■ **Requirement**
Within the entries below, every line containing "tracing" is to be copied.

■ **Provided data**
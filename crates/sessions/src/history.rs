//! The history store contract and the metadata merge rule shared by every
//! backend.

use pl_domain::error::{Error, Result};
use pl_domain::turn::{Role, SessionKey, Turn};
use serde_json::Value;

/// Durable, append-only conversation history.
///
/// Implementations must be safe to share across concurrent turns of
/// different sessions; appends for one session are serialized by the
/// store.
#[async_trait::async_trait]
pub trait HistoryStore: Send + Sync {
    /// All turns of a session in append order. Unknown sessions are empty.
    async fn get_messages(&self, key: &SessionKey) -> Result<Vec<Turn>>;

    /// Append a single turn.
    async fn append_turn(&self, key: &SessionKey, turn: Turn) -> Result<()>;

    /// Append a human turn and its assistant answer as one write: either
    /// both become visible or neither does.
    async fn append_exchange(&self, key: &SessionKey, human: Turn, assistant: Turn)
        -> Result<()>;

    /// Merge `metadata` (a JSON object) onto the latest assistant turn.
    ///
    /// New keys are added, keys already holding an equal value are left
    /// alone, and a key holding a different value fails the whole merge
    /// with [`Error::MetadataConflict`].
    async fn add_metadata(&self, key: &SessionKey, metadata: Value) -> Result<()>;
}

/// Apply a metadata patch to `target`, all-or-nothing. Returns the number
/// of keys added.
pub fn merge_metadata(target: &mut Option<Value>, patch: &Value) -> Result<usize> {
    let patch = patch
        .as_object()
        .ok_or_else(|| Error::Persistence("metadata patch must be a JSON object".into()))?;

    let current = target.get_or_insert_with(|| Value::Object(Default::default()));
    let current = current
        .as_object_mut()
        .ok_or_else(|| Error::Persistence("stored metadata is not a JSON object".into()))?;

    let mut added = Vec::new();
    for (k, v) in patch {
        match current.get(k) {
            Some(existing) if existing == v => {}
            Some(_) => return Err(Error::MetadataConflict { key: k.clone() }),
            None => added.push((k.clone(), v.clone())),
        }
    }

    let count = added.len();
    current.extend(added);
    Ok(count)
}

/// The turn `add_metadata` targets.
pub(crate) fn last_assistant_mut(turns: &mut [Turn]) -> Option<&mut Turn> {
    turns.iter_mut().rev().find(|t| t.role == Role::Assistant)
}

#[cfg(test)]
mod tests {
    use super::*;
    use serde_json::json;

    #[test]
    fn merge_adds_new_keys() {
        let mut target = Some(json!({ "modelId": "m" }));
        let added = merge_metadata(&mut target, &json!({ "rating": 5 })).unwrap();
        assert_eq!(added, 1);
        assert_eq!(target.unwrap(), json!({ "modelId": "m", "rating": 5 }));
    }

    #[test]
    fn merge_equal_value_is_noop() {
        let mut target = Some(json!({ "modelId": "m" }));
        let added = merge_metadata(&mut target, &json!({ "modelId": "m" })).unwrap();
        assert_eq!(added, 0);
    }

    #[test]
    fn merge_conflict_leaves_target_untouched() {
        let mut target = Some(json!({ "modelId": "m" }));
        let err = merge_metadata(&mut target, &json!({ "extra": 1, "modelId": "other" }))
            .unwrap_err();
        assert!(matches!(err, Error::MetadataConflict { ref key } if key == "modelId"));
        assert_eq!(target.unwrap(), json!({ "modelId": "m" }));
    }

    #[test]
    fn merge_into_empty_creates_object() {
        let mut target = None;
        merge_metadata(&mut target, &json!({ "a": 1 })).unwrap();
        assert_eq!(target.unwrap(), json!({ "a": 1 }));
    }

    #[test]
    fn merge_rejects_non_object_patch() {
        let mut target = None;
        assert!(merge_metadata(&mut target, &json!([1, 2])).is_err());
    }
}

* * *

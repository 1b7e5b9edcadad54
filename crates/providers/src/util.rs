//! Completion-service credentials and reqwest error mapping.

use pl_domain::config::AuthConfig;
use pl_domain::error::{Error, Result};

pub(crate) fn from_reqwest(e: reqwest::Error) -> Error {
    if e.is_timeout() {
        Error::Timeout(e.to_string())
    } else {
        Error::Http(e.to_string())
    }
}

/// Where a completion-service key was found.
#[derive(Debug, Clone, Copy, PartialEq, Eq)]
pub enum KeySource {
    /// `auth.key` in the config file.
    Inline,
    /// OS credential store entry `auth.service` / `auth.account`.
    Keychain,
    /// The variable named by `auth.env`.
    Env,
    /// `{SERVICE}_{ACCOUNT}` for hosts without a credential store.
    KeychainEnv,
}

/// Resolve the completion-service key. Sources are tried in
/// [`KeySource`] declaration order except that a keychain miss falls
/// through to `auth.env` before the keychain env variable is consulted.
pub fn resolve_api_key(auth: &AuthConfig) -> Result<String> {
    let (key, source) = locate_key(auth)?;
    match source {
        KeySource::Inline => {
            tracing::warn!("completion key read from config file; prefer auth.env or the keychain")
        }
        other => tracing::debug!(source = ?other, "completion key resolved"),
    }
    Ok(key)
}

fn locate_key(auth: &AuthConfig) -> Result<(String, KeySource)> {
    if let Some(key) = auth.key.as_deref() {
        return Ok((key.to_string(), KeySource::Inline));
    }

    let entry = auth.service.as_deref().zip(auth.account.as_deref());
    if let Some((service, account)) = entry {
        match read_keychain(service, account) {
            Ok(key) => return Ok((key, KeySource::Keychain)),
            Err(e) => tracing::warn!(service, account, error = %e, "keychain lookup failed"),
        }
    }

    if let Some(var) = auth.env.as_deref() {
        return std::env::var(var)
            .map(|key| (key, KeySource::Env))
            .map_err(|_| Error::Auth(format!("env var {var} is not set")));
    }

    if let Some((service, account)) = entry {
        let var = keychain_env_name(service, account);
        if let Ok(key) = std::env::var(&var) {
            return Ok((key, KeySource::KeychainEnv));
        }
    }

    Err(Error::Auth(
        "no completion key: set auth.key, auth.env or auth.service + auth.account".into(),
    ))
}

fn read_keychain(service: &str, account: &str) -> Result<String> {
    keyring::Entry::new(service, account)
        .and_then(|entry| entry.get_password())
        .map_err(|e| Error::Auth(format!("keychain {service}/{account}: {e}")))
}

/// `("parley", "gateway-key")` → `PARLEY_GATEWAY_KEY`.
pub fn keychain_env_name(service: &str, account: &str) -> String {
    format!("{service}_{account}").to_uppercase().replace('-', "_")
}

==

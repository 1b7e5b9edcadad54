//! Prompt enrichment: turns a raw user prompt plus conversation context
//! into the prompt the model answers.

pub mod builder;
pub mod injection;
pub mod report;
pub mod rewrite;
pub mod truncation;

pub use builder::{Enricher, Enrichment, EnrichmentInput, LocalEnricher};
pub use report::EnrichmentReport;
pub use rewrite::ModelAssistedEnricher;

■ **Your solution**
            tracing::warn!("completion key read from config file; prefer auth.env or the keychain")
        other => tracing::debug!(source = ?other, "completion key resolved"),
            Err(e) => tracing::warn!(service, account, error = %e, "keychain lookup failed"),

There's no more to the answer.